**WORK TO BE COMPLETED:** Nothing but the lines holding the string "bool" should appear in the answer. Copy them from the entries.

───── GIVEN RECORDS

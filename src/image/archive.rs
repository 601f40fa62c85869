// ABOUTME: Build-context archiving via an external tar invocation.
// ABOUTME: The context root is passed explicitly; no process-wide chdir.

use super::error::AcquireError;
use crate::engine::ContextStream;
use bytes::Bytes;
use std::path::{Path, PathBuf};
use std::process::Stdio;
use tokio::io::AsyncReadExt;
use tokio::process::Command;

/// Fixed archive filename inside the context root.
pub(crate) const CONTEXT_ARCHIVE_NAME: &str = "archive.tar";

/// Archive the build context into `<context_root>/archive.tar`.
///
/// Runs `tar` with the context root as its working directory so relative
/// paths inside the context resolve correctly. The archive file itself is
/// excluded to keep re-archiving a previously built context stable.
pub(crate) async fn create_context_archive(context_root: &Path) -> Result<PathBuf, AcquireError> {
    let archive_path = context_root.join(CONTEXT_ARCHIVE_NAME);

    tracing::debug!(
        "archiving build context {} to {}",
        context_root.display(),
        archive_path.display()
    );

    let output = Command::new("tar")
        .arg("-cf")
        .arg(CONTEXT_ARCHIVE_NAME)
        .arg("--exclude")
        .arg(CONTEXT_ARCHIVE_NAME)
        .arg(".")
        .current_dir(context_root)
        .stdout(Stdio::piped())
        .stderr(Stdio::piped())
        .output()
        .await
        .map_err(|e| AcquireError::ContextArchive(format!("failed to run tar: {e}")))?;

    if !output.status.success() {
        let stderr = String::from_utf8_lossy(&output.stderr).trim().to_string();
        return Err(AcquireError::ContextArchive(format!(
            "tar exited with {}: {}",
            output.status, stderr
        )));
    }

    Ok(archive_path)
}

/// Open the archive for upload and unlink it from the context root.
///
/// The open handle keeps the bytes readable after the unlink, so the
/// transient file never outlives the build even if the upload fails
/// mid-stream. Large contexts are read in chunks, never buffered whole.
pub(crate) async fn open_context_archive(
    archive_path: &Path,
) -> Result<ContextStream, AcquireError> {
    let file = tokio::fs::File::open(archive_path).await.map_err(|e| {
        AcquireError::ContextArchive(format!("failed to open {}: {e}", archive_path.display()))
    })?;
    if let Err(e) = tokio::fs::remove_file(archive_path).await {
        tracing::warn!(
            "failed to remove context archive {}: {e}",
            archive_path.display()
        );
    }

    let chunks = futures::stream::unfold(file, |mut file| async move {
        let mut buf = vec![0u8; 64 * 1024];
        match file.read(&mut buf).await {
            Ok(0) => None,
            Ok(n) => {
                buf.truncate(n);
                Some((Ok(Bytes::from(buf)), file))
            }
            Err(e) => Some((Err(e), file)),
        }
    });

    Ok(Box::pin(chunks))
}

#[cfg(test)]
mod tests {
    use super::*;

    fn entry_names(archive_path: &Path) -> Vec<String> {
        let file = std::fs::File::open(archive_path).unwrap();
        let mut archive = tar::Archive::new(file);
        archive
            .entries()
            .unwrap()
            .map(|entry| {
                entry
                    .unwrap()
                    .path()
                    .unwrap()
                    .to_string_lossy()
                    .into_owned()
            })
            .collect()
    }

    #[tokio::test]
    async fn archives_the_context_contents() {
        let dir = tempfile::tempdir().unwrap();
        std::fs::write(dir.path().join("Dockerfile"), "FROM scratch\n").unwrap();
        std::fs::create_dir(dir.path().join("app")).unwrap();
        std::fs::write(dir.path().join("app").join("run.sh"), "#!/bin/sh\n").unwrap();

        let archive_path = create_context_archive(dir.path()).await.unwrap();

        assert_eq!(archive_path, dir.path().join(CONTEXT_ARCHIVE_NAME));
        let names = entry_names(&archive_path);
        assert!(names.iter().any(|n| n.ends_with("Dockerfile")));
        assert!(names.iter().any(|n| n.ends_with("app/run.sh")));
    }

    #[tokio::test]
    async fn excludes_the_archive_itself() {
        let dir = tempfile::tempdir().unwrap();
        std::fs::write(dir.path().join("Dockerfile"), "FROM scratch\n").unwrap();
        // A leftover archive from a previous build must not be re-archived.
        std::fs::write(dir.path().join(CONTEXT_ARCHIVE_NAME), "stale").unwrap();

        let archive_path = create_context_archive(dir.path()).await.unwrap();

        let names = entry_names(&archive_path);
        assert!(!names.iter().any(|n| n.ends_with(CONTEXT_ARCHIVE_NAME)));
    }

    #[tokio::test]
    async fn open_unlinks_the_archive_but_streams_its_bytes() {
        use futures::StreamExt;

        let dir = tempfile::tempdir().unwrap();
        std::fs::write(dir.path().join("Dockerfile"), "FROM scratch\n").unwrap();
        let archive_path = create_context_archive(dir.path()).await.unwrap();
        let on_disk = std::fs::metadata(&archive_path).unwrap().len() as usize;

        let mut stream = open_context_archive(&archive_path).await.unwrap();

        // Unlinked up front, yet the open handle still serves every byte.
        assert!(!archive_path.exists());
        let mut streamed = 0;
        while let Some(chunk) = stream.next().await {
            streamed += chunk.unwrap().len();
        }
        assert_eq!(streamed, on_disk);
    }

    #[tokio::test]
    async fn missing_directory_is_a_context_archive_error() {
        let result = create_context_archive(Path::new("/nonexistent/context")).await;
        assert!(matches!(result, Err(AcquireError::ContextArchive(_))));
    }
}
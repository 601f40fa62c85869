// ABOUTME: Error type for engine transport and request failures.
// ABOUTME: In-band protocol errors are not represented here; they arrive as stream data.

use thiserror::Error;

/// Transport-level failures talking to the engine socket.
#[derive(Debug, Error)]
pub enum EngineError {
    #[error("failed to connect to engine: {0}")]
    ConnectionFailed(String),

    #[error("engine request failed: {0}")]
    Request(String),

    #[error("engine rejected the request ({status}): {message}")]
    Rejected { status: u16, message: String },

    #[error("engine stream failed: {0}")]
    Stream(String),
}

──────────
───── GIVEN RECORDS

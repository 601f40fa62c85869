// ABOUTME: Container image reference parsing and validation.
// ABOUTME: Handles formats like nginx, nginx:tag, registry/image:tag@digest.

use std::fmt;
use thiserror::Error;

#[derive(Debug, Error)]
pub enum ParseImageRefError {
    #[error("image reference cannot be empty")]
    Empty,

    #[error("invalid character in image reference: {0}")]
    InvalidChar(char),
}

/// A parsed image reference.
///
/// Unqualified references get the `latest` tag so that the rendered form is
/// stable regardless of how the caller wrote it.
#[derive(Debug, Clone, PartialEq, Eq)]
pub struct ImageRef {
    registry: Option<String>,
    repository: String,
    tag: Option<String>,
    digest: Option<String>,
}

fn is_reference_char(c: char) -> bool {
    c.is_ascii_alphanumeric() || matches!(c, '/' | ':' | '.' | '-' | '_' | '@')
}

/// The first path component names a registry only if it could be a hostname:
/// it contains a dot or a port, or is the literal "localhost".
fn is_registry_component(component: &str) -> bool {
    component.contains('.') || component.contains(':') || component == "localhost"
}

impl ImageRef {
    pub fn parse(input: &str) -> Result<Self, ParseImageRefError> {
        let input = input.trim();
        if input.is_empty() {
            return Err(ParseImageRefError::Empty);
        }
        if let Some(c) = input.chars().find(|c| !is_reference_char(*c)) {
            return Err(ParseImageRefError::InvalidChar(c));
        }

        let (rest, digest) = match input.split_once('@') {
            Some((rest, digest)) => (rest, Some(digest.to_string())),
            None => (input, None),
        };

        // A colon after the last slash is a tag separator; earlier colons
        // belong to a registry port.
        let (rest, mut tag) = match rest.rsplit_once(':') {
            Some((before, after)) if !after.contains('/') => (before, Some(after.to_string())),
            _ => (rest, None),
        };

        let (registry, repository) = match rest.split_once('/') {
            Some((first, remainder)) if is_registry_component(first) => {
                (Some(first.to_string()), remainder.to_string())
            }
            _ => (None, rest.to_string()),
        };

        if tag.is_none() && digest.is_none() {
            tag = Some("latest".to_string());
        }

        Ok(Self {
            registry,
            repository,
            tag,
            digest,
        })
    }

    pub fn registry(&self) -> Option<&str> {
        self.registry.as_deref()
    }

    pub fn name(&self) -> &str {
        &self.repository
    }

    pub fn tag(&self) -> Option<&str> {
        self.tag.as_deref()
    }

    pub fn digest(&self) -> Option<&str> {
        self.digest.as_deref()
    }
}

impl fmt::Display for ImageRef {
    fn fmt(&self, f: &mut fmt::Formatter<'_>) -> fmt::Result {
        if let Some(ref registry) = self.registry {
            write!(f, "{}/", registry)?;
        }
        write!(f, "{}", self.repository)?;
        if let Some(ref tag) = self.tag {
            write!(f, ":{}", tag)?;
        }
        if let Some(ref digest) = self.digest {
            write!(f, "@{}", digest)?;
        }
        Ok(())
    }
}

──────────
───── GIVEN RECORDS

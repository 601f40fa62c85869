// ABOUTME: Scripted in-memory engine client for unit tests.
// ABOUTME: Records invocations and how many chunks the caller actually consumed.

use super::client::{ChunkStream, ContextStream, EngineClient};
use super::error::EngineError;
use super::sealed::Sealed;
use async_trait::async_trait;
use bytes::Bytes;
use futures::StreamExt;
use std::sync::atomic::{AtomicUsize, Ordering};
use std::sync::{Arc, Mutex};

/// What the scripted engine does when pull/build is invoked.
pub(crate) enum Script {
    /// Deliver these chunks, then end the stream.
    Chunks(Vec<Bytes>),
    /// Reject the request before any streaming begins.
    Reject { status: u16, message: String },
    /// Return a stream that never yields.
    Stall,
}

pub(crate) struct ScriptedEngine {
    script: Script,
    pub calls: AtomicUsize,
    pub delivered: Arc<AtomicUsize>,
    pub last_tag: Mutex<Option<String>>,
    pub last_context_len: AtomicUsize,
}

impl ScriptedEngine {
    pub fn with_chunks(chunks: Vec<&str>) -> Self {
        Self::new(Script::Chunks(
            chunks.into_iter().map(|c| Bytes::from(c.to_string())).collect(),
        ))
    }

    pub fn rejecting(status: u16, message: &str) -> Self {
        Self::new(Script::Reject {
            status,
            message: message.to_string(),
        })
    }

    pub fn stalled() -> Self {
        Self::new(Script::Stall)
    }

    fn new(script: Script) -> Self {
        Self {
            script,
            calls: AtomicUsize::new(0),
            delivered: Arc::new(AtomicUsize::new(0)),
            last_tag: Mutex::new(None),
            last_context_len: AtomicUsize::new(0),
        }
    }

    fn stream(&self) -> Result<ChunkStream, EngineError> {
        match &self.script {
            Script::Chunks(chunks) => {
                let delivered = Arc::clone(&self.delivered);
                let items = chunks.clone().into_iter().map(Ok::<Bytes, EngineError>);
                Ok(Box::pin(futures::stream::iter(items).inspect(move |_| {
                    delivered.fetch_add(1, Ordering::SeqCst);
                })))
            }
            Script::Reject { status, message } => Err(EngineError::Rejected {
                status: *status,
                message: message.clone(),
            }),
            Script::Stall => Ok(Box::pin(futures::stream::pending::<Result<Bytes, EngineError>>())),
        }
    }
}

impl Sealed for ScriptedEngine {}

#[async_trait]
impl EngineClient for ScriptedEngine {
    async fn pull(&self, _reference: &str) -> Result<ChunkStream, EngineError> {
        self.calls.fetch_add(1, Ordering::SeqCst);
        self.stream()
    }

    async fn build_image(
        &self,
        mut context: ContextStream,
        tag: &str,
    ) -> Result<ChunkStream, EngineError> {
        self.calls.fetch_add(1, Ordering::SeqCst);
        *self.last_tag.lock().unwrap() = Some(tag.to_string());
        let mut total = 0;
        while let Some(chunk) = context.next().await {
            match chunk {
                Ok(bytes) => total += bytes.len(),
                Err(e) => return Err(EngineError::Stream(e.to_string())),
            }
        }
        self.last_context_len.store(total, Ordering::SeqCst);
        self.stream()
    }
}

──────────

**EXERCISE RESULT:**
fn is_reference_char(c: char) -> bool {
fn is_registry_component(component: &str) -> bool {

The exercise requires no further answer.